3. Remove needle from your skin, then let go of the plunger and allow syringe to move up until the entire needle is guarded and locks into place.
- Keep used syringes out of the reach and sight of children
- NEVER put used syringes into your normal household waste bin.
THE FOLLOWING INFORMATION IS INTENDED FOR MEDICAL OR HEALTHCARE PROFESSIONALS ONLY:
Nivestim does not contain any preservative. In view of the possible risk of microbial contamination, Nivestim syringes are for single use only.
Accidental exposure to freezing temperatures for up to 24 hours does not affect the stability of Nivestim. The frozen pre-filled syringes can be thawed and then refrigerate for future use. If exposure has been greater then 24 hours or frozen more than once then Nivestim should NOT be used.
Nivestim should not be diluted with sodium chloride solution. This medicinal product must not be mixed with other medicinal products except those mentioned below. Diluted filgrastim may be adsorbed to glass and plastic materials except diluted, as mentioned below.
If required, Nivestim may be diluted in glucose 50 mg/ml (5%) solution for infusion. Dilution to a final concentration less than 0.2 MU (2 micrograms) per ml is not recommended at any time. The solution should be visually inspected prior to use. Only clear solutions without particles should be used. For patients treated with filgrastim diluted to concentrations below 1.5 MU (15 micrograms) per ml, human serum albumin (HSA) should be added to a final concentration of 2 mg/ml.
Example: In a final injection volume of 20 ml, total doses of filgrastim less than 30 MU (300 micrograms) should be given with 0.2 ml of 200 mg/ml (20%) human albumin solution added. When diluted in glucose 50 mg/ml (5%) solution for infusion, Nivestim is compatible with glass and a variety of plastics including PVC, polyolefin (a co-polymer of polypropylene and polyethylene) and polypropylene.
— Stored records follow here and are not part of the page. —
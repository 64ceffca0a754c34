//! The generic per-kind resource operator.

use std::marker::PhantomData;
use std::sync::Arc;

use assembly_reconcile::{Action, Applied, Attempt, Desired, OperationFailure, SpecHash};
use tracing::{debug, instrument};

use super::ResourceKind;
use crate::platform::{PlatformApi, PlatformError};

/// Converges one resource of kind `K` to a desired-or-absent state.
///
/// Every call issues at most one platform write. Platform errors are returned
/// as [`OperationFailure`]s and never retried here.
pub struct ResourceOperator<K> {
    platform: Arc<dyn PlatformApi>,
    _kind: PhantomData<fn() -> K>,
}

impl<K> Clone for ResourceOperator<K> {
    fn clone(&self) -> Self {
        Self {
            platform: Arc::clone(&self.platform),
            _kind: PhantomData,
        }
    }
}

impl<K: ResourceKind> ResourceOperator<K> {
    pub fn new(platform: Arc<dyn PlatformApi>) -> Self {
        Self {
            platform,
            _kind: PhantomData,
        }
    }

    /// Read the live resource, if any.
    pub async fn get(&self, namespace: &str, name: &str) -> Result<Option<K>, OperationFailure> {
        self.platform
            .get(K::KIND, namespace, name)
            .await
            .map(|found| found.and_then(K::from_resource))
            .map_err(|e| failure::<K>(namespace, name, Attempt::Read, e))
    }

    /// Converge `namespace/name` to `desired`.
    #[instrument(skip(self, desired), fields(kind = %K::KIND))]
    pub async fn reconcile(
        &self,
        namespace: &str,
        name: &str,
        desired: Desired<K>,
    ) -> Result<Applied, OperationFailure> {
        let live = self.get(namespace, name).await?;

        match (desired, live) {
            (Desired::Absent, None) => Ok(Applied::new(Action::AlreadyAbsent)),

            (Desired::Absent, Some(_)) => {
                match self.platform.delete(K::KIND, namespace, name).await {
                    Ok(()) => Ok(Applied::new(Action::Deleted)),
                    // Removed by someone else since the read.
                    Err(e) if e.is_not_found() => Ok(Applied::new(Action::AlreadyAbsent)),
                    Err(e) => Err(failure::<K>(namespace, name, Attempt::Delete, e)),
                }
            }

            (Desired::Present(manifest), None) => {
                self.platform
                    .create(manifest.into_resource())
                    .await
                    .map_err(|e| failure::<K>(namespace, name, Attempt::Create, e))?;
                Ok(Applied::new(Action::Created))
            }

            (Desired::Present(mut manifest), Some(live)) => {
                let retained = manifest.retain_immutable(&live);
                if !retained.is_empty() {
                    debug!(fields = ?retained, "Keeping immutable fields from live object");
                }

                let desired_hash = SpecHash::from_json(&manifest.mutable_view());
                let live_hash = SpecHash::from_json(&live.mutable_view());
                if desired_hash == live_hash {
                    return Ok(Applied {
                        action: Action::Unchanged,
                        retained,
                    });
                }

                debug!(live = %live_hash, desired = %desired_hash, "Patching");
                self.platform
                    .patch(manifest.into_resource())
                    .await
                    .map_err(|e| failure::<K>(namespace, name, Attempt::Patch, e))?;
                Ok(Applied {
                    action: Action::Patched,
                    retained,
                })
            }
        }
    }
}

fn failure<K: ResourceKind>(
    namespace: &str,
    name: &str,
    attempt: Attempt,
    cause: PlatformError,
) -> OperationFailure {
    OperationFailure {
        kind: K::KIND.as_str(),
        namespace: namespace.to_string(),
        name: name.to_string(),
        attempt,
        message: cause.to_string(),
    }
}

#[cfg(test)]
mod tests {
    use std::collections::BTreeMap;

    use super::*;
    use crate::platform::{InMemoryPlatform, PlatformOp};
    use crate::resources::{ConfigMap, Deployment, DeploymentSpec, Kind, ObjectMeta, PodTemplate};
    use assembly_model::Labels;

    fn config_map(value: &str) -> ConfigMap {
        ConfigMap {
            metadata: ObjectMeta::new("ns", "cm", Labels::new()),
            data: BTreeMap::from([("key".to_string(), value.to_string())]),
        }
    }

    fn setup() -> (Arc<InMemoryPlatform>, ResourceOperator<ConfigMap>) {
        let platform = Arc::new(InMemoryPlatform::new());
        let op = ResourceOperator::new(platform.clone());
        (platform, op)
    }

    #[tokio::test]
    async fn test_create_then_unchanged() {
        let (platform, op) = setup();

        let first = op.reconcile("ns", "cm", Desired::Present(config_map("a"))).await;
        assert_eq!(first.unwrap().action, Action::Created);

        let second = op.reconcile("ns", "cm", Desired::Present(config_map("a"))).await;
        assert_eq!(second.unwrap().action, Action::Unchanged);
        assert_eq!(platform.write_count(), 1);
    }

    #[tokio::test]
    async fn test_patch_on_mutable_change() {
        let (platform, op) = setup();
        op.reconcile("ns", "cm", Desired::Present(config_map("a"))).await.unwrap();

        let applied = op
            .reconcile("ns", "cm", Desired::Present(config_map("b")))
            .await
            .unwrap();
        assert_eq!(applied.action, Action::Patched);

        let live = platform.fetch::<ConfigMap>("ns", "cm").await.unwrap();
        assert_eq!(live.data["key"], "b");
    }

    #[tokio::test]
    async fn test_absent_deletes_once() {
        let (platform, op) = setup();
        op.reconcile("ns", "cm", Desired::Present(config_map("a"))).await.unwrap();

        let deleted = op.reconcile("ns", "cm", Desired::Absent).await.unwrap();
        assert_eq!(deleted.action, Action::Deleted);
        let again = op.reconcile("ns", "cm", Desired::Absent).await.unwrap();
        assert_eq!(again.action, Action::AlreadyAbsent);
        assert_eq!(platform.write_count(), 2);
    }

    #[tokio::test]
    async fn test_immutable_selector_is_retained() {
        let platform = Arc::new(InMemoryPlatform::new());
        let op = ResourceOperator::<Deployment>::new(platform.clone());
        let deployment = |selector: &str, replicas: u32| Deployment {
            metadata: ObjectMeta::new("ns", "d", Labels::new()),
            spec: DeploymentSpec {
                replicas,
                selector: Labels::for_kind(selector),
                template: PodTemplate {
                    labels: Labels::new(),
                    containers: Vec::new(),
                    volumes: Vec::new(),
                },
            },
        };

        op.reconcile("ns", "d", Desired::Present(deployment("a", 1))).await.unwrap();

        // Selector-only change: nothing to write.
        let applied = op
            .reconcile("ns", "d", Desired::Present(deployment("b", 1)))
            .await
            .unwrap();
        assert_eq!(applied.action, Action::Unchanged);
        assert_eq!(applied.retained, vec!["selector"]);
        assert_eq!(platform.write_count(), 1);

        let applied = op
            .reconcile("ns", "d", Desired::Present(deployment("b", 2)))
            .await
            .unwrap();
        assert_eq!(applied.action, Action::Patched);

        let live = platform.fetch::<Deployment>("ns", "d").await.unwrap();
        assert_eq!(live.spec.selector, Labels::for_kind("a"));
        assert_eq!(live.spec.replicas, 2);
    }

    #[tokio::test]
    async fn test_platform_error_becomes_failure() {
        let (platform, op) = setup();
        platform.fail_on(Kind::ConfigMap, PlatformOp::Create).await;

        let failure = op
            .reconcile("ns", "cm", Desired::Present(config_map("a")))
            .await
            .unwrap_err();
        assert_eq!(failure.kind, "ConfigMap");
        assert_eq!(failure.attempt, Attempt::Create);
        assert_eq!(failure.name, "cm");
    }
}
After dilution: Chemical and physical in-use stability of the diluted solution for infusion has been demonstrated for 24 hours at 2 °C to 8 °C. From a microbiological point of view, the product should be used immediately. If not used immediately, in-use storage times and conditions prior to use are the responsibility of the user and would normally not be longer than 24 hours at 2 °C to 8 °C, unless dilution has taken place in controlled and validated aseptic conditions.